──────── Data shown ────────
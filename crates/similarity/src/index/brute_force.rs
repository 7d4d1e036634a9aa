//! Exhaustive linear-scan index

use super::{into_neighbors, validate_query, Candidate, IndexAlgorithm, Neighbor, NeighborIndex};
use crate::error::{Result, SimilarityError};
use crate::features::FeatureMatrix;
use crate::index::MinkowskiMetric;
use crate::types::UserId;
use std::sync::Arc;

/// Compares the query row against every row
///
/// Reference implementation for the ball tree; fine for small matrices.
pub struct BruteForceIndex {
    matrix: Arc<FeatureMatrix>,
    metric: MinkowskiMetric,
}

impl BruteForceIndex {
    pub fn build(matrix: Arc<FeatureMatrix>, metric: MinkowskiMetric) -> Result<Self> {
        if matrix.is_empty() {
            return Err(SimilarityError::EmptyDataset);
        }
        Ok(Self { matrix, metric })
    }
}

impl NeighborIndex for BruteForceIndex {
    fn algorithm(&self) -> IndexAlgorithm {
        IndexAlgorithm::BruteForce
    }

    fn matrix(&self) -> &FeatureMatrix {
        &self.matrix
    }

    fn k_nearest(&self, user_id: UserId, k: usize) -> Result<Vec<Neighbor>> {
        let query_row = validate_query(&self.matrix, user_id, k)?;
        let query = self.matrix.row(query_row);

        let mut candidates: Vec<Candidate> = (0..self.matrix.num_rows())
            .map(|row| Candidate {
                distance: self.metric.distance(query, self.matrix.row(row)),
                row,
            })
            .collect();

        let wanted = k + 1;
        if candidates.len() > wanted {
            candidates.select_nth_unstable(wanted - 1);
            candidates.truncate(wanted);
        }

        Ok(into_neighbors(&self.matrix, candidates))
    }
}

#[cfg(test)]
mod tests {
    use super::*;
    use crate::types::{FeatureColumn, FeatureKind, FeatureSource};

    fn matrix(rows: Vec<(UserId, Vec<f64>)>) -> Arc<FeatureMatrix> {
        let width = rows.first().map(|(_, r)| r.len()).unwrap_or(0);
        let columns = (0..width)
            .map(|i| {
                FeatureColumn::new(
                    FeatureSource::Views,
                    FeatureKind::AuthorCount(i as i64),
                )
            })
            .collect();
        Arc::new(FeatureMatrix::from_rows(columns, rows).unwrap())
    }

    #[test]
    fn test_nearest_on_a_line() {
        let index = BruteForceIndex::build(
            matrix((1..=5).map(|id| (id, vec![id as f64])).collect()),
            MinkowskiMetric::euclidean(),
        )
        .unwrap();

        let result = index.k_nearest(3, 2).unwrap();
        let users: Vec<UserId> = result.iter().map(|n| n.user_id).collect();
        // 2 and 4 tie at distance 1, lower id first
        assert_eq!(users, vec![3, 2, 4]);
        assert_eq!(result[0].distance, 0.0);
    }

    #[test]
    fn test_duplicate_points_ordered_by_user_id() {
        let index = BruteForceIndex::build(
            matrix(vec![
                (10, vec![1.0, 1.0]),
                (7, vec![1.0, 1.0]),
                (3, vec![5.0, 5.0]),
            ]),
            MinkowskiMetric::euclidean(),
        )
        .unwrap();

        let users: Vec<UserId> = index
            .k_nearest(10, 1)
            .unwrap()
            .iter()
            .map(|n| n.user_id)
            .collect();
        assert_eq!(users, vec![7, 10]);
    }

    #[test]
    fn test_k_bounds() {
        let index = BruteForceIndex::build(
            matrix(vec![(1, vec![0.0]), (2, vec![1.0])]),
            MinkowskiMetric::euclidean(),
        )
        .unwrap();

        assert!(index.k_nearest(1, 1).is_ok());
        assert!(matches!(
            index.k_nearest(1, 2),
            Err(SimilarityError::InvalidArgument(_))
        ));
        assert!(matches!(
            index.k_nearest(1, 0),
            Err(SimilarityError::InvalidArgument(_))
        ));
        assert!(matches!(
            index.k_nearest(1, usize::MAX),
            Err(SimilarityError::InvalidArgument(_))
        ));
    }
}
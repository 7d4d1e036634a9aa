//! Similarity Service - similar-user lookups over course platform activity
//!
//! Port: 8083

use actix_web::{web, App, HttpServer};
use std::sync::Arc;
use tracing::info;
use user_similarity::server::{configure_routes, AppState};
use user_similarity::{load_event_tables, SimilarityConfig, SimilarityService};

#[actix_web::main]
async fn main() -> anyhow::Result<()> {
    tracing_subscriber::fmt()
        .with_env_filter(
            tracing_subscriber::EnvFilter::try_from_default_env()
                .unwrap_or_else(|_| tracing_subscriber::EnvFilter::new("info")),
        )
        .json()
        .init();

    let config = SimilarityConfig::load()?;
    let bind_addr = config.bind_addr();

    info!(
        algorithm = %config.neighbors.index_algorithm,
        distance_exponent = config.neighbors.distance_exponent,
        k = config.neighbors.k,
        "Starting Similarity Service"
    );

    let datasets = config.datasets.clone();
    let neighbors = config.neighbors.clone();
    let service = web::block(move || {
        let tables = load_event_tables(&datasets)?;
        SimilarityService::build(&tables, neighbors)
    })
    .await
    .map_err(|e| anyhow::anyhow!("Initial index build task failed: {}", e))??;

    let state = web::Data::new(AppState {
        service: Arc::new(service),
        datasets: config.datasets.clone(),
    });

    info!("Similarity Service listening on {}", bind_addr);

    HttpServer::new(move || {
        App::new()
            .app_data(state.clone())
            .configure(configure_routes)
            .wrap(actix_web::middleware::Logger::default())
    })
    .workers(config.server.workers.unwrap_or_else(|| {
        std::thread::available_parallelism()
            .map(|n| n.get())
            .unwrap_or(1)
    }))
    .bind(&bind_addr)?
    .run()
    .await?;

    Ok(())
}
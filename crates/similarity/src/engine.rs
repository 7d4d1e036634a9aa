//! Similar-user query engine
//!
//! [`SimilarityEngine`] answers queries against one immutable matrix + index
//! snapshot. [`SimilarityService`] holds the current snapshot for concurrent
//! readers and replaces it wholesale when the event tables are rebuilt.

use crate::config::NeighborConfig;
use crate::error::{Result, SimilarityError};
use crate::features::{aggregate_all, assemble, FeatureMatrix};
use crate::index::{build_index, IndexAlgorithm, Neighbor, NeighborIndex};
use crate::types::{EventTables, UserId};
use chrono::{DateTime, Utc};
use parking_lot::{Mutex, RwLock};
use serde::{Deserialize, Serialize};
use std::sync::atomic::{AtomicU64, Ordering};
use std::sync::Arc;
use tracing::{info, instrument, warn};

/// Query engine over one matrix snapshot
pub struct SimilarityEngine {
    matrix: Arc<FeatureMatrix>,
    index: Arc<dyn NeighborIndex>,
    default_k: usize,
    built_at: DateTime<Utc>,
}

impl SimilarityEngine {
    /// Aggregate, assemble and index the event tables
    #[instrument(skip_all, fields(algorithm = %config.index_algorithm))]
    pub fn build(tables: &EventTables, config: &NeighborConfig) -> Result<Self> {
        if tables.is_empty() {
            return Err(SimilarityError::EmptyDataset);
        }

        let blocks = aggregate_all(tables);
        let matrix = assemble(&blocks)?;
        Self::from_matrix(matrix, config)
    }

    /// Index an already assembled matrix
    pub fn from_matrix(matrix: FeatureMatrix, config: &NeighborConfig) -> Result<Self> {
        if matrix.is_empty() {
            return Err(SimilarityError::EmptyDataset);
        }

        let matrix = Arc::new(matrix);
        let index = build_index(Arc::clone(&matrix), config)?;

        info!(
            users = matrix.num_rows(),
            columns = matrix.num_columns(),
            algorithm = %index.algorithm(),
            "Similarity index built"
        );

        Ok(Self {
            matrix,
            index,
            default_k: config.k,
            built_at: Utc::now(),
        })
    }

    pub fn matrix(&self) -> &FeatureMatrix {
        &self.matrix
    }

    pub fn algorithm(&self) -> IndexAlgorithm {
        self.index.algorithm()
    }

    pub fn default_k(&self) -> usize {
        self.default_k
    }

    pub fn built_at(&self) -> DateTime<Utc> {
        self.built_at
    }

    pub fn num_users(&self) -> usize {
        self.matrix.num_rows()
    }

    /// Up to `k` nearest other users with their distances
    ///
    /// Returns fewer than `k` entries when fewer other users exist.
    pub fn neighbors(&self, user_id: UserId, k: usize) -> Result<Vec<Neighbor>> {
        if self.matrix.row_of(user_id).is_none() {
            return Err(SimilarityError::NotFound { user_id });
        }
        if k == 0 {
            return Err(SimilarityError::invalid_argument(
                "k must be a positive integer",
            ));
        }

        let available = self.matrix.num_rows() - 1;
        if available == 0 {
            return Ok(Vec::new());
        }
        let k = k.min(available);

        // Self sits at distance 0 but duplicates with lower ids may precede it
        Ok(self
            .index
            .k_nearest(user_id, k)?
            .into_iter()
            .filter(|n| n.user_id != user_id)
            .take(k)
            .collect())
    }

    /// Ids of up to `k` most similar users, nearest first
    pub fn similar_users(&self, user_id: UserId, k: usize) -> Result<Vec<UserId>> {
        Ok(self
            .neighbors(user_id, k)?
            .into_iter()
            .map(|n| n.user_id)
            .collect())
    }

    /// [`Self::similar_users`] with the configured default `k`
    pub fn similar_users_default(&self, user_id: UserId) -> Result<Vec<UserId>> {
        self.similar_users(user_id, self.default_k)
    }
}

/// Outcome of a successful rebuild, describing the snapshot it installed
#[derive(Debug, Clone, Copy, PartialEq, Eq, Serialize, Deserialize)]
pub struct RebuildReport {
    pub generation: u64,
    pub users: usize,
    pub columns: usize,
}

/// Shared holder of the current engine snapshot
///
/// Readers clone the `Arc` under a momentary read lock and query without
/// holding it. Rebuilds happen off to the side and only a successful build is
/// swapped in; in-flight queries keep the snapshot they started with.
pub struct SimilarityService {
    current: RwLock<Arc<SimilarityEngine>>,
    config: NeighborConfig,
    generation: AtomicU64,
    rebuild_lock: Mutex<()>,
}

impl SimilarityService {
    pub fn new(engine: SimilarityEngine, config: NeighborConfig) -> Self {
        Self {
            current: RwLock::new(Arc::new(engine)),
            config,
            generation: AtomicU64::new(1),
            rebuild_lock: Mutex::new(()),
        }
    }

    /// Build the first snapshot from event tables
    pub fn build(tables: &EventTables, config: NeighborConfig) -> Result<Self> {
        let engine = SimilarityEngine::build(tables, &config)?;
        Ok(Self::new(engine, config))
    }

    pub fn config(&self) -> &NeighborConfig {
        &self.config
    }

    /// Current snapshot
    pub fn snapshot(&self) -> Arc<SimilarityEngine> {
        Arc::clone(&self.current.read())
    }

    /// Number of snapshots installed so far
    pub fn generation(&self) -> u64 {
        self.generation.load(Ordering::Acquire)
    }

    /// Similar users against the current snapshot, `k` defaulting to config
    pub fn similar_users(&self, user_id: UserId, k: Option<usize>) -> Result<Vec<UserId>> {
        let engine = self.snapshot();
        engine.similar_users(user_id, k.unwrap_or(engine.default_k()))
    }

    /// Install an externally built engine
    pub fn swap(&self, engine: SimilarityEngine) -> u64 {
        let engine = Arc::new(engine);
        *self.current.write() = engine;
        self.generation.fetch_add(1, Ordering::AcqRel) + 1
    }

    /// Rebuild from fresh event tables and swap the result in
    ///
    /// On failure the previous snapshot stays current.
    #[instrument(skip_all)]
    pub fn rebuild(&self, tables: &EventTables) -> Result<RebuildReport> {
        let _guard = self.rebuild_lock.lock();

        match SimilarityEngine::build(tables, &self.config) {
            Ok(engine) => {
                let users = engine.num_users();
                let columns = engine.matrix().num_columns();
                let generation = self.swap(engine);
                info!(generation, users, columns, "Swapped in rebuilt similarity index");
                Ok(RebuildReport {
                    generation,
                    users,
                    columns,
                })
            }
            Err(e) => {
                warn!(error = %e, "Rebuild failed, keeping current snapshot");
                Err(e)
            }
        }
    }
}
//! Firmware download sequence.
//!
//! 1. Enter download mode.
//! 2. Send every patch fragment, in order, each acknowledged before the next.
//! 3. Write the config blob, if there is one.
//! 4. Leave download mode, which starts the patch.
//!
//! Any step without its command-complete aborts the whole load. There is no
//! resuming from a fragment; the caller starts over from a reset.

use super::{ConfigBlob, FirmwareImage, LoadStep, Progress};
use crate::error::{Error, Result};
use crate::hci::{Hci, Opcode};
use crate::tracing::prelude::*;
use crate::transport::Transport;

const ENTER_DOWNLOAD: [u8; 1] = [0x01];
const LAUNCH: [u8; 1] = [0x00];

fn failed(step: LoadStep) -> impl FnOnce(Error) -> Error {
    move |source| Error::FirmwareLoadFailed {
        step,
        source: Box::new(source),
    }
}

/// Download `image` (and `config`, if any) into the chip.
///
/// `progress` is called after each acknowledged fragment.
pub async fn load<T: Transport>(
    hci: &mut Hci<T>,
    image: &FirmwareImage,
    config: Option<&ConfigBlob>,
    progress: &mut dyn FnMut(Progress),
) -> Result<()> {
    let total = image.patch().len();
    info!(
        version = image.version(),
        patch_count = image.patch_count(),
        bytes = total,
        config = config.map_or(0, ConfigBlob::len),
        "Starting firmware download"
    );

    hci.command(Opcode::VendorDownloadMode as u16, &ENTER_DOWNLOAD)
        .await
        .map_err(failed(LoadStep::EnterDownload))?;

    let mut sent = 0;
    for fragment in image.fragments() {
        let step = LoadStep::Patch {
            offset: fragment.offset,
        };
        hci.command(Opcode::VendorPatchDownload as u16, &fragment.params())
            .await
            .map_err(failed(step))?;

        sent += fragment.bytes.len();
        let report = Progress { sent, total };
        debug!(
            offset = fragment.offset,
            len = fragment.bytes.len(),
            percent = report.percent(),
            "Patch fragment acknowledged"
        );
        progress(report);
    }

    if let Some(config) = config.filter(|c| !c.is_empty()) {
        hci.command(Opcode::VendorConfigWrite as u16, &config.params())
            .await
            .map_err(failed(LoadStep::Config))?;
        debug!(len = config.len(), "Config blob written");
    }

    hci.command(Opcode::VendorDownloadMode as u16, &LAUNCH)
        .await
        .map_err(failed(LoadStep::Launch))?;

    info!("Firmware download complete");
    Ok(())
}
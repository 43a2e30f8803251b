//! In-memory stand-ins for the UART and the controller, for tests.

use std::{
    collections::{HashMap, HashSet},
    io,
    pin::Pin,
    sync::{Arc, Mutex},
    task::{Context, Poll},
};

use bytes::{BufMut, Bytes, BytesMut};
use futures::SinkExt;
use tokio::io::{AsyncRead, AsyncWrite, AsyncWriteExt, DuplexStream, ReadBuf};
use tokio::task::JoinHandle;
use tokio_stream::StreamExt;
use tokio_util::codec::{Encoder, Framed};

use crate::h5::{Frame, FrameCodec, PacketType, SEQ_MASK};
use crate::hci::{Opcode, EVT_COMMAND_COMPLETE};
use crate::transport::Transport;

const PIPE_CAPACITY: usize = 16 * 1024;

/// Subversion a freshly powered chip reports.
pub const UNPATCHED_SUBVERSION: u16 = 0x000d;
/// Subversion reported once the patch is running.
pub const PATCHED_SUBVERSION: u16 = 0x8723;

#[derive(Debug)]
struct ProbeState {
    baud_rate: u32,
    history: Vec<u32>,
    discards: usize,
    reject_baud_changes: bool,
}

/// Observes and steers a [`SimPort`] from the test body.
#[derive(Debug, Clone)]
pub struct SimProbe(Arc<Mutex<ProbeState>>);

impl SimProbe {
    pub fn baud_rate(&self) -> u32 {
        self.0.lock().unwrap().baud_rate
    }

    /// Every rate applied after the port was created, in order.
    pub fn baud_history(&self) -> Vec<u32> {
        self.0.lock().unwrap().history.clone()
    }

    pub fn discards(&self) -> usize {
        self.0.lock().unwrap().discards
    }

    pub fn reject_baud_changes(&self) {
        self.0.lock().unwrap().reject_baud_changes = true;
    }
}

/// Host end of an in-memory pipe that pretends to be a UART.
#[derive(Debug)]
pub struct SimPort {
    io: DuplexStream,
    probe: SimProbe,
}

impl SimPort {
    /// A port at `baud_rate`, the chip's end of the pipe, and a probe.
    pub fn pair(baud_rate: u32) -> (SimPort, DuplexStream, SimProbe) {
        let (host, chip) = tokio::io::duplex(PIPE_CAPACITY);
        let probe = SimProbe(Arc::new(Mutex::new(ProbeState {
            baud_rate,
            history: Vec::new(),
            discards: 0,
            reject_baud_changes: false,
        })));
        let port = SimPort {
            io: host,
            probe: probe.clone(),
        };
        (port, chip, probe)
    }
}

impl Transport for SimPort {
    fn set_baud_rate(&mut self, baud_rate: u32) -> io::Result<()> {
        let mut state = self.probe.0.lock().unwrap();
        if state.reject_baud_changes {
            return Err(io::Error::new(
                io::ErrorKind::InvalidInput,
                "unsupported baud rate",
            ));
        }
        state.baud_rate = baud_rate;
        state.history.push(baud_rate);
        Ok(())
    }

    fn discard_buffers(&mut self) -> io::Result<()> {
        self.probe.0.lock().unwrap().discards += 1;
        Ok(())
    }
}

impl AsyncRead for SimPort {
    fn poll_read(
        mut self: Pin<&mut Self>,
        cx: &mut Context<'_>,
        buf: &mut ReadBuf<'_>,
    ) -> Poll<io::Result<()>> {
        Pin::new(&mut self.io).poll_read(cx, buf)
    }
}

impl AsyncWrite for SimPort {
    fn poll_write(
        mut self: Pin<&mut Self>,
        cx: &mut Context<'_>,
        buf: &[u8],
    ) -> Poll<io::Result<usize>> {
        Pin::new(&mut self.io).poll_write(cx, buf)
    }

    fn poll_flush(mut self: Pin<&mut Self>, cx: &mut Context<'_>) -> Poll<io::Result<()>> {
        Pin::new(&mut self.io).poll_flush(cx)
    }

    fn poll_shutdown(mut self: Pin<&mut Self>, cx: &mut Context<'_>) -> Poll<io::Result<()>> {
        Pin::new(&mut self.io).poll_shutdown(cx)
    }
}

/// The chip's end of the pipe, speaking frames.
pub struct ChipEnd {
    framed: Framed<DuplexStream, FrameCodec>,
}

impl ChipEnd {
    pub fn new(io: DuplexStream) -> Self {
        Self {
            framed: Framed::new(io, FrameCodec::new()),
        }
    }

    pub async fn send(&mut self, frame: Frame) {
        self.framed.send(frame).await.unwrap();
    }

    /// Write bytes that need not form a valid frame.
    pub async fn send_raw(&mut self, bytes: &[u8]) {
        SinkExt::<Frame>::flush(&mut self.framed).await.unwrap();
        self.framed.get_mut().write_all(bytes).await.unwrap();
    }

    /// Next well-formed frame from the host; `None` once the host is gone.
    pub async fn recv(&mut self) -> Option<Frame> {
        loop {
            match self.framed.next().await? {
                Ok(Ok(frame)) => return Some(frame),
                Ok(Err(_)) => continue,
                Err(_) => return None,
            }
        }
    }
}

/// Payload of a command-complete event.
pub fn command_complete(opcode: u16, status: u8, return_params: &[u8]) -> Bytes {
    let mut payload = BytesMut::with_capacity(6 + return_params.len());
    payload.put_u8(EVT_COMMAND_COMPLETE);
    payload.put_u8((4 + return_params.len()) as u8);
    payload.put_u8(1);
    payload.put_u16_le(opcode);
    payload.put_u8(status);
    payload.put_slice(return_params);
    payload.freeze()
}

/// Return parameters of Read Local Version reporting `subversion`.
pub fn local_version(subversion: u16) -> Vec<u8> {
    let mut params = vec![0x08];
    params.extend_from_slice(&0x000du16.to_le_bytes());
    params.push(0x08);
    params.extend_from_slice(&0x005du16.to_le_bytes());
    params.extend_from_slice(&subversion.to_le_bytes());
    params
}

/// A command as the chip received it.
#[derive(Debug, Clone, PartialEq, Eq)]
pub struct ReceivedCommand {
    pub opcode: u16,
    pub params: Vec<u8>,
}

/// A scripted controller that answers every command with command-complete.
///
/// It reports [`UNPATCHED_SUBVERSION`] until download mode has been entered
/// and then left again, and [`PATCHED_SUBVERSION`] afterwards.
#[derive(Debug, Default)]
pub struct SimChip {
    silent: bool,
    patched: bool,
    muted: HashSet<u16>,
    corrupted: HashSet<u16>,
    replies: HashMap<u16, (u8, Vec<u8>)>,
}

impl SimChip {
    pub fn new() -> Self {
        Self::default()
    }

    /// Never answer anything.
    pub fn silent(mut self) -> Self {
        self.silent = true;
        self
    }

    /// Report the patched subversion from the start.
    pub fn already_patched(mut self) -> Self {
        self.patched = true;
        self
    }

    /// Swallow `opcode` without answering.
    pub fn mute(mut self, opcode: Opcode) -> Self {
        self.muted.insert(opcode as u16);
        self
    }

    /// Answer `opcode` with a frame whose checksum is wrong.
    pub fn corrupt(mut self, opcode: Opcode) -> Self {
        self.corrupted.insert(opcode as u16);
        self
    }

    /// Answer `opcode` with `status` and `return_params` instead of the usual reply.
    pub fn reply_with(mut self, opcode: Opcode, status: u8, return_params: &[u8]) -> Self {
        self.replies
            .insert(opcode as u16, (status, return_params.to_vec()));
        self
    }

    pub fn spawn(self, io: DuplexStream) -> SimChipHandle {
        let log = Arc::new(Mutex::new(Vec::new()));
        let task = tokio::spawn(self.run(ChipEnd::new(io), log.clone()));
        SimChipHandle { log, task }
    }

    async fn run(mut self, mut end: ChipEnd, log: Arc<Mutex<Vec<ReceivedCommand>>>) {
        let mut seq = 0u8;
        let mut download_mode = false;

        while let Some(frame) = end.recv().await {
            if frame.packet_type() != PacketType::Command || frame.payload().len() < 3 {
                continue;
            }

            let payload = frame.payload();
            let opcode = u16::from_le_bytes([payload[0], payload[1]]);
            let params = payload[3..].to_vec();
            log.lock().unwrap().push(ReceivedCommand {
                opcode,
                params: params.clone(),
            });

            if self.silent || self.muted.contains(&opcode) {
                continue;
            }

            let (status, return_params) = match self.replies.get(&opcode).cloned() {
                Some(reply) => reply,
                None => (0x00, self.default_reply(opcode, &params, &mut download_mode)),
            };

            let ack = (frame.seq() + 1) & SEQ_MASK;
            let reply = Frame::new(
                ack,
                seq,
                PacketType::Event,
                command_complete(opcode, status, &return_params),
            )
            .unwrap();
            seq = (seq + 1) & SEQ_MASK;

            if self.corrupted.contains(&opcode) {
                let mut wire = BytesMut::new();
                FrameCodec::new().encode(reply, &mut wire).unwrap();
                let checksum_at = wire.len() - 2;
                wire[checksum_at] ^= 0xff;
                end.send_raw(&wire).await;
            } else {
                end.send(reply).await;
            }
        }
    }

    fn default_reply(&mut self, opcode: u16, params: &[u8], download_mode: &mut bool) -> Vec<u8> {
        match Opcode::from_repr(opcode) {
            Some(Opcode::ReadLocalVersion) => local_version(if self.patched {
                PATCHED_SUBVERSION
            } else {
                UNPATCHED_SUBVERSION
            }),
            Some(Opcode::VendorDownloadMode) => {
                match params.first() {
                    Some(0x01) => *download_mode = true,
                    Some(0x00) if *download_mode => {
                        *download_mode = false;
                        self.patched = true;
                    }
                    _ => {}
                }
                Vec::new()
            }
            _ => Vec::new(),
        }
    }
}

/// Access to what a spawned [`SimChip`] has seen.
pub struct SimChipHandle {
    log: Arc<Mutex<Vec<ReceivedCommand>>>,
    task: JoinHandle<()>,
}

impl SimChipHandle {
    pub fn commands(&self) -> Vec<ReceivedCommand> {
        self.log.lock().unwrap().clone()
    }

    pub fn opcodes(&self) -> Vec<u16> {
        self.commands().iter().map(|c| c.opcode).collect()
    }

    pub fn count(&self, opcode: Opcode) -> usize {
        self.commands()
            .iter()
            .filter(|c| c.opcode == opcode as u16)
            .count()
    }
}

impl Drop for SimChipHandle {
    fn drop(&mut self) {
        self.task.abort();
    }
}

/// A well-formed firmware image of `total_len` bytes, header included.
pub fn firmware_image(total_len: usize) -> Vec<u8> {
    let patch_len = total_len - crate::firmware::HEADER_LEN;
    let mut image = Vec::with_capacity(total_len);
    image.extend_from_slice(crate::firmware::SIGNATURE);
    image.extend_from_slice(&0x0001u16.to_le_bytes());
    image.extend_from_slice(&1u16.to_le_bytes());
    image.extend_from_slice(&(patch_len as u32).to_le_bytes());
    image.extend((0..patch_len).map(|i| i as u8));
    image
}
────────
**Activity:**
Search the records for the word "recv" and copy out every line that holds it.

**Output:**
    pub async fn recv(&mut self) -> Option<Frame> {
        while let Some(frame) = end.recv().await {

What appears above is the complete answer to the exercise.